• **Data for this task**
§
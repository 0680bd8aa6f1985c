//! Message bus over a key-value store.
//!
//! One `MessageBus` owns one store connection and one subscription
//! registry, and serves three delivery models from them:
//!
//! ```text
//!   broadcast        publish ──► channel ──► every subscriber / consumer
//!   work queue       push ──► list ──► pop (exactly one taker)
//!   streams          Producer::publish ──► channel ──► Consumer::read
//! ```
//!
//! plus TTL locks through `obtain_lock`.
//!
//! ## Example
//!
//! ```
//! use std::time::Duration;
//! use storebus::{Envelope, MessageBus};
//! use storebus::store::InMemoryStore;
//!
//! let bus: MessageBus<InMemoryStore> = MessageBus::connect("memory://docs").unwrap();
//!
//! bus.push(&[Envelope::new("jobs", 1u32), Envelope::new("jobs", 2u32)]).unwrap();
//! let job: Envelope<u32> = bus.pop(Envelope::default, Duration::ZERO, &["jobs"]).unwrap();
//! assert_eq!(job.payload, 1);
//! ```

mod consumer;
mod dispatch;
mod producer;
mod queue;
mod registry;

use std::sync::atomic::AtomicBool;
use std::sync::Arc;
use std::thread;
use std::time::Duration;

use tracing::{debug, info, warn};

pub use consumer::{Consumer, UNBOUNDED_READ};
pub use dispatch::DispatchMode;
pub use producer::Producer;
pub use registry::SubscriptionId;

use crate::codec::{Codec, JsonCodec};
use crate::config::{default_client_name, BusConfig};
use crate::error::{BusError, ConnectError, PublishError, Result, SubscribeError};
use crate::lock::Locker;
use crate::message::{Message, MessageFactory};
use crate::store::{Store, SubscribeMode};
use dispatch::{DispatchLoop, Dispatcher};
use registry::{Registration, SubscriptionRegistry};

/// Bus handle bound to one store connection.
///
/// Dropping the bus tears down every subscription it registered.
pub struct MessageBus<S: Store, K: Codec = JsonCodec> {
    store: Arc<S>,
    codec: Arc<K>,
    config: BusConfig,
    dispatcher: Dispatcher,
    registry: Arc<SubscriptionRegistry<S::Channel>>,
}

impl<S: Store> MessageBus<S> {
    /// Connects to `address` with default settings and the JSON codec.
    pub fn connect(address: &str) -> Result<Self, ConnectError> {
        Self::with_config(BusConfig::new(address))
    }

    pub fn with_config(config: BusConfig) -> Result<Self, ConnectError> {
        let store = S::connect(&config.address)?;
        Self::with_codec(store, JsonCodec, config)
    }

    /// Wraps an already open store connection.
    pub fn from_store(store: S) -> Result<Self, ConnectError> {
        let config = BusConfig::new(store.address());
        Self::with_codec(store, JsonCodec, config)
    }
}

impl<S: Store, K: Codec> MessageBus<S, K> {
    /// Builds a bus from an open store connection and an explicit codec.
    ///
    /// Tags the connection with the configured client name (or the
    /// executable name); a store that refuses the name is logged, not an
    /// error. When `config.ping_retries > 0` the store must answer a probe
    /// before the bus is returned.
    pub fn with_codec(store: S, codec: K, config: BusConfig) -> Result<Self, ConnectError> {
        Self::build(Arc::new(store), Arc::new(codec), config)
    }

    fn build(store: Arc<S>, codec: Arc<K>, config: BusConfig) -> Result<Self, ConnectError> {
        if let Some(name) = config.client_name.clone().or_else(default_client_name) {
            if let Err(err) = store.set_client_name(&name) {
                warn!(address = %store.address(), client = %name, error = %err, "could not set client name");
            }
        }

        let dispatcher = Dispatcher::new(config.dispatch, config.dispatch_threads)?;
        let bus = Self {
            store,
            codec,
            config,
            dispatcher,
            registry: Arc::new(SubscriptionRegistry::new()),
        };

        if bus.config.ping_retries > 0 {
            bus.ping(bus.config.ping_retries, bus.config.ping_interval())?;
        }
        info!(address = %bus.store.address(), dispatch = ?bus.config.dispatch, "message bus connected");
        Ok(bus)
    }

    pub fn store(&self) -> &S {
        &self.store
    }

    pub fn config(&self) -> &BusConfig {
        &self.config
    }

    /// Probes the store up to `retries` times, sleeping `interval` between
    /// attempts. Succeeds on the first healthy answer.
    pub fn ping(&self, retries: u32, interval: Duration) -> Result<(), ConnectError> {
        for attempt in 1..=retries {
            match self.store.ping() {
                Ok(()) => return Ok(()),
                Err(err) => {
                    debug!(attempt, retries, error = %err, "ping failed");
                    if attempt < retries {
                        thread::sleep(interval);
                    }
                }
            }
        }
        Err(BusError::Unreachable {
            address: self.store.address().to_string(),
            attempts: retries,
        })
    }

    /// Opens a second, independent connection to the same address.
    ///
    /// The new bus shares nothing mutable with this one: it has its own
    /// connection, registry and callback pool.
    pub fn try_clone(&self) -> Result<Self, ConnectError> {
        let store = self.store.reconnect()?;
        let config = BusConfig {
            ping_retries: 0,
            ..self.config.clone()
        };
        Self::build(Arc::new(store), Arc::clone(&self.codec), config)
    }

    /// Tears down every subscription, then drops the connection.
    pub fn close(self) {
        let closed = self.registry.clear();
        debug!(address = %self.store.address(), subscriptions = closed, "message bus closed");
    }

    /// Publishes each message to its own topic.
    ///
    /// Stops at the first failure. Messages before it stay published.
    pub fn publish<M: Message>(&self, messages: &[M]) -> Result<(), PublishError> {
        producer::publish_all(&*self.store, &*self.codec, None, messages)
    }

    /// Registers `callback` for every message on `topics`.
    ///
    /// A topic containing `*` makes the subscription a pattern subscription
    /// over all of `topics`. Messages are decoded into the shape `factory`
    /// returns; payloads that fail to decode are dropped. Under
    /// [`DispatchMode::Concurrent`] the callback may run on several threads
    /// at once and out of order.
    pub fn subscribe<M, F, H>(
        &self,
        name: &str,
        factory: F,
        callback: H,
        topics: &[&str],
    ) -> Result<SubscriptionId, SubscribeError>
    where
        M: Message,
        F: MessageFactory<M>,
        H: Fn(M) + Send + Sync + 'static,
    {
        if topics.is_empty() {
            return Err(BusError::NoTopics);
        }
        let topics: Vec<String> = topics.iter().map(|t| t.to_string()).collect();
        let mode = SubscribeMode::for_topics(&topics);

        let channel = Arc::new(self.store.subscribe(&topics, mode)?);
        let id = SubscriptionId::generate();
        let stopped = Arc::new(AtomicBool::new(false));

        // Registered before the loop starts, so a loop that loses its
        // channel straight away still finds its entry to evict.
        self.registry.insert(
            id.clone(),
            Registration {
                name: name.to_string(),
                channel: Arc::clone(&channel),
                stopped: Arc::clone(&stopped),
                worker: None,
            },
        );

        let worker = DispatchLoop {
            subscription: id.clone(),
            channel,
            stopped,
            codec: Arc::clone(&self.codec),
            factory: Box::new(factory),
            callback: Arc::new(callback),
            dispatcher: self.dispatcher.clone(),
            registry: Arc::downgrade(&self.registry),
        }
        .spawn(name);

        match worker {
            Ok(worker) => self.registry.attach_worker(&id, worker),
            Err(err) => {
                self.registry.remove(&id);
                return Err(BusError::Dispatch(err.to_string()));
            }
        }
        debug!(subscription = %id, name, ?topics, ?mode, "subscribed");
        Ok(id)
    }

    /// Removes a subscription and stops its dispatch loop.
    ///
    /// Returns false if `id` is not registered. Store errors while
    /// unsubscribing are logged; the subscription is removed either way.
    pub fn unsubscribe(&self, id: &SubscriptionId) -> bool {
        self.registry.remove(id)
    }

    pub fn subscription_count(&self) -> usize {
        self.registry.len()
    }

    /// Topics (or patterns) a live subscription was created with.
    pub fn subscription_topics(&self, id: &SubscriptionId) -> Option<Vec<String>> {
        self.registry.topics(id)
    }

    /// Returns a publish-only handle for `topic`.
    pub fn create_producer(&self, topic: &str) -> Producer<S, K> {
        Producer::new(Arc::clone(&self.store), Arc::clone(&self.codec), topic.to_string())
    }

    /// Opens a pull-based consumer on `topics`, with the same pattern rule
    /// as [`subscribe`](Self::subscribe).
    pub fn create_consumer<M, F>(
        &self,
        name: &str,
        factory: F,
        topics: &[&str],
    ) -> Result<Consumer<S::Channel, M, K>, SubscribeError>
    where
        M: Message,
        F: MessageFactory<M>,
    {
        if topics.is_empty() {
            return Err(BusError::NoTopics);
        }
        let topics: Vec<String> = topics.iter().map(|t| t.to_string()).collect();
        let mode = SubscribeMode::for_topics(&topics);
        let channel = self.store.subscribe(&topics, mode)?;
        debug!(consumer = name, ?topics, ?mode, "consumer created");
        Ok(Consumer::new(
            name.to_string(),
            channel,
            Box::new(factory),
            Arc::clone(&self.codec),
        ))
    }

    /// Takes the lock `key` for `ttl`, or fails with `BusError::LockHeld`.
    /// See [`Locker`].
    pub fn obtain_lock(&self, key: &str, ttl: Duration) -> Result<Locker<S>> {
        Locker::obtain(Arc::clone(&self.store), key, ttl)
    }
}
§
• **What you are asked to do**
Scan the data above, find each line with "created", and copy it.

• **Result of this task**
    /// Topics (or patterns) a live subscription was created with.
        debug!(consumer = name, ?topics, ?mode, "consumer created");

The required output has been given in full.